結論
コーヒー摂取は、心血管疾患や2型糖尿病、一部のがん、全死亡のリスク低下との関連が、複数の大規模メタ分析やアンブレラレビューで報告されています。全体としてはおおむね良好な関連が多い領域ですが、多くの根拠は観察研究に基づくものであり、コーヒーを飲むこと自体が原因でリスクが下がるという因果関係が証明されているわけではありません。
どれくらい効くのか
アンブレラレビューでは、コーヒーを飲む習慣がある人は、飲まない人と比べて心血管疾患による死亡リスクがおおむね15%前後低い、2型糖尿病のリスクが低いといった関連が複数報告されています。1日3〜4杯程度までは摂取量が増えるほど関連が強まる傾向も見られますが、それ以上の量ではメリットが頭打ちになるか、不眠やカフェイン過敏など別の影響が目立ち始めます。
研究の現状
参照しているのは、数百件規模のメタ分析を統合したアンブレラレビューと、多数の前向きコホート研究を統合した用量反応メタ分析です。これらの大半は観察研究であり、コーヒーを飲む人と飲まない人の間には、喫煙・運動習慣・社会経済状況など多くの違いが存在します。研究チームは統計的にこれらの交絡因子を調整していますが、完全に除去できているとは限りません。
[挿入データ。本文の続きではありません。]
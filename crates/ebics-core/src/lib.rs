//! ebics-core: shared types, return-code registry, config schema, and error types

pub mod config;
pub mod error;
pub mod return_code;
pub mod telemetry;
pub mod transport;
pub mod types;

pub use error::{EbicsError, EbicsResult};
pub use return_code::{MessageCatalog, ReturnCode};
pub use transport::Transport;
pub use types::{OrderType, Subscriber, TransactionPhase, TransferDirection};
関連と因果は分けて理解する必要があります。
注意点
- 妊娠中は、1日の摂取量をカフェイン200mg程度(コーヒー1〜2杯相当)までに抑えることが推奨されています
- 不整脈や胃酸逆流など、カフェインで症状が悪化する持病がある場合は医師に相談してください
- 睡眠への影響を避けるため、就寝前6時間程度はカフェイン摂取を控えるのが無難です
簡単なたとえ
コーヒーと健康との関連は、「傘を差す人ほど道路がぬれている」という観察に似ています。コーヒーを飲む人には他の生活習慣の違いも重なっているため、コーヒーだけが原因と決めつけることはできません。